52. Union or transfer of engagements not to prejudice creditors.

No union of building societies or transfer of engagements from one building society to another shall affect the rights of any creditor of either or any society uniting or transferring its engagements.

PART IX—DETERMINATION OF DISPUTES.

53. Arbitration.

Where the rules of a building society direct disputes to be referred to arbitration, arbitrators shall be named and elected in the manner the rules provide, or if there is no such provision, at the first general meeting of the society, none of the arbitrators being beneficially interested, directly or indirectly in its funds, of whom a certain number, not less than three shall be chosen by ballot in each case of dispute, the number of the arbitrators and mode of ballot being determined by the rules of the society.

In the case of the death or refusal or neglect of any of the arbitrators to act, the society at a general meeting shall name and elect an arbitrator to act in the place of the arbitrator dying, or refusing or neglecting to act.

The names of all arbitrators elected to act under the foregoing provisions shall be entered in the minute book of the society.

The award made by the arbitrators or the major part of them according to the true purport and meaning of the rules of the society shall
determine the dispute; and should either of the parties to the dispute refuse or neglect to comply with or conform to such award within a time to be limited therein, the High Court, upon good and sufficient proof being adduced of such award having been made and of the refusal or neglect of the party to comply with it, shall enforce compliance with it upon the petition of any person concerned.

(5) Where the parties to any dispute arising in a building society agree to refer the dispute to the registrar or where the rules of the society direct a dispute to be referred to the registrar, the award of the registrar shall have the same effect as that of arbitrators.

54. Jurisdiction of the High Court.

The High Court may hear and determine disputes in the following cases—

if it shall appear to the court upon the petition of any person concerned that application has been made by either party to the dispute to the other party for the purpose of having the dispute settled by arbitration under the rules of the society and that such application has not been complied with within forty days, or that the arbitrators have refused or for a period of twenty-one days have neglected to make any award; or

where the rules of the society direct disputes to be referred to the High Court.

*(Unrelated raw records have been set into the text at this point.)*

//! Resolved clustering status of one entity

use crate::entities::QualifiedName;
use serde::{Deserialize, Serialize};

/// Why an entity does not need clustering
#[derive(Debug, Clone, Copy, PartialEq, Eq, Hash, Serialize, Deserialize)]
#[serde(rename_all = "snake_case")]
pub enum ExemptReason {
    /// Manually excluded through the exclusion property
    Manual,
    /// Known size below the applicable threshold
    Size,
    /// Not exempt
    None,
}

impl std::fmt::Display for ExemptReason {
    fn fmt(&self, f: &mut std::fmt::Formatter<'_>) -> std::fmt::Result {
        match self {
            Self::Manual => write!(f, "manual"),
            Self::Size => write!(f, "size"),
            Self::None => write!(f, "none"),
        }
    }
}

/// Ways an entity can satisfy the clustering requirement
#[derive(Debug, Clone, Copy, PartialEq, Eq, Hash, Serialize, Deserialize)]
#[serde(rename_all = "snake_case")]
pub enum ClusteringApproach {
    /// Explicit clustering columns
    ExplicitColumns,
    /// `CLUSTER BY AUTO`
    AutoClustering,
    /// Delta optimized writes plus auto compaction
    DeltaAutoOptimization,
}

impl std::fmt::Display for ClusteringApproach {
    fn fmt(&self, f: &mut std::fmt::Formatter<'_>) -> std::fmt::Result {
        match self {
            Self::ExplicitColumns => write!(f, "explicit clustering columns"),
            Self::AutoClustering => write!(f, "auto clustering"),
            Self::DeltaAutoOptimization => write!(f, "delta auto-optimization"),
        }
    }
}

/// Kind of contradictory clustering configuration
#[derive(Debug, Clone, Copy, PartialEq, Eq, Hash, Serialize, Deserialize)]
#[serde(rename_all = "snake_case")]
pub enum ConflictKind {
    /// Explicit clustering columns on a manually excluded entity
    ExplicitColumnsWithExclusion,
    /// Auto clustering on a manually excluded entity
    AutoClusteringWithExclusion,
}

/// A data-hygiene signal; never changes the verdict
#[derive(Debug, Clone, PartialEq, Eq, Serialize, Deserialize)]
pub struct Conflict {
    /// What kind of conflict
    pub kind: ConflictKind,
    /// Operator-facing description
    pub description: String,
}

impl std::fmt::Display for Conflict {
    fn fmt(&self, f: &mut std::fmt::Formatter<'_>) -> std::fmt::Result {
        write!(f, "{}", self.description)
    }
}

/// Clustering exemption/requirement verdict for one entity
///
/// Derived fresh per evaluation; never cached across configuration changes.
#[derive(Debug, Clone, PartialEq, Eq, Serialize, Deserialize)]
pub struct ExemptionVerdict {
    /// Entity the verdict belongs to
    pub entity: QualifiedName,
    /// Whether the entity must be clustered
    pub requires_clustering: bool,
    /// Exemption path that applied
    pub exempt_reason: ExemptReason,
    /// Clustering approaches present on the entity
    pub satisfied_by: Vec<ClusteringApproach>,
    /// Contradictory signals, in detection order
    pub conflicts: Vec<Conflict>,
}

impl ExemptionVerdict {
    /// Whether any exemption applied
    pub fn is_exempt(&self) -> bool {
        self.exempt_reason != ExemptReason::None
    }

    /// Whether at least one clustering approach is configured
    pub fn clustering_satisfied(&self) -> bool {
        !self.satisfied_by.is_empty()
    }

    /// Exempt, or required and satisfied
    pub fn is_compliant(&self) -> bool {
        !self.requires_clustering || self.clustering_satisfied()
    }

    /// Whether any conflict was recorded
    pub fn has_conflicts(&self) -> bool {
        !self.conflicts.is_empty()
    }
}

55. Determination to be final.

Every determination by arbitrators or by the High Court or by the registrar under this Act of a dispute shall be binding and conclusive on all parties and shall be final to all intents and purposes and shall not be subject to appeal and shall not be removed or removable into any court or restrained or restrainable by the injunction of any court; but the arbitrators or the registrar, as the case may be, may at the request of either party state a case for the opinion of the High Court on any question of law (but shall not be compelled to do so) and shall have power to grant to either party in the dispute such discovery as to documents and otherwise as might be granted by the High Court, such discovery to be made on behalf of the society by such officer of the society as the arbitrators or the registrar may determine.

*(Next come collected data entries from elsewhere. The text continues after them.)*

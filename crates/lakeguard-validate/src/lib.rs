//! Compliance evaluation for Lakeguard
//!
//! This crate evaluates discovered entities against the compliance rules:
//! - Documentation: entity comments, placeholder text, column coverage and
//!   critical-column documentation
//! - Clustering: explicit columns, auto clustering, Delta auto-optimization,
//!   manual exclusion and small-entity exemption
//! - Precedence: one exemption verdict per entity, with conflict detection
//! - Comprehensive: AND over a configured list of checks, reported for the
//!   whole batch
//!
//! # Example
//!
//! ```
//! use lakeguard_domain::{Entity, Field, QualifiedName};
//! use lakeguard_validate::ComprehensiveEvaluator;
//!
//! let evaluator = ComprehensiveEvaluator::with_defaults().unwrap();
//! let entity = Entity::new(QualifiedName::new("main", "sales", "orders"))
//!     .with_comment("Customer orders placed through the web shop")
//!     .with_field(Field::new("order_id", "bigint").with_comment("Order key"));
//!
//! let report = evaluator.evaluate(&[entity]);
//! assert!(report.passed());
//! ```

pub mod checks;
pub mod clustering;
pub mod comprehensive;
pub mod context;
pub mod documentation;
pub mod patterns;
pub mod precedence;
pub mod reporter;

pub use checks::{Check, CheckDomain, CheckRegistry, ids};
pub use clustering::{
    AutoClusterFlag, AutoClusteringStatus, ClusteringColumnLimit, DeltaAutoOptimization,
    DeltaOptimizationStatus, ExclusionStatus, ExplicitClusteringColumns, ManualExclusion,
    SizeExemption,
};
pub use comprehensive::ComprehensiveEvaluator;
pub use context::CheckContext;
pub use documentation::{
    ColumnCoverage, CommentMinLength, CriticalColumnsDocumented, HasComment, NoPlaceholderComment,
};
pub use patterns::{
    CriticalPattern, PatternKind, compile_critical_patterns, matches_critical_name,
    matches_placeholder,
};
pub use precedence::{ClusteringCompliance, resolve, resolve_batch};
pub use reporter::{ComplianceRecord, Reporter};
pub use tokio_util::sync::CancellationToken;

PART X—POWERS OF THE REGISTRAR.

56. Power to require production of books, etc.

The registrar may at any time by notice in writing served on a building society or on any person who is or has been an officer of such a society, require the society or person to produce to the registrar such books, accounts, deeds and other documents relating to the business of the society and to furnish to him or her such other information relating to that business as he or she considers necessary for the exercise of the powers conferred upon the registrar by this Act; and any such notice may contain a requirement that any information to be furnished in accordance with the notice shall be verified by a statutory declaration.

If any building society or other person fails to comply with the requirements of a notice under this section, the society, and every director, member of the committee of management, secretary or other officer of the society or such other person, as the case may be, commits an offence and is liable on conviction to a fine not exceeding one hundred shillings for every day during which the default continues.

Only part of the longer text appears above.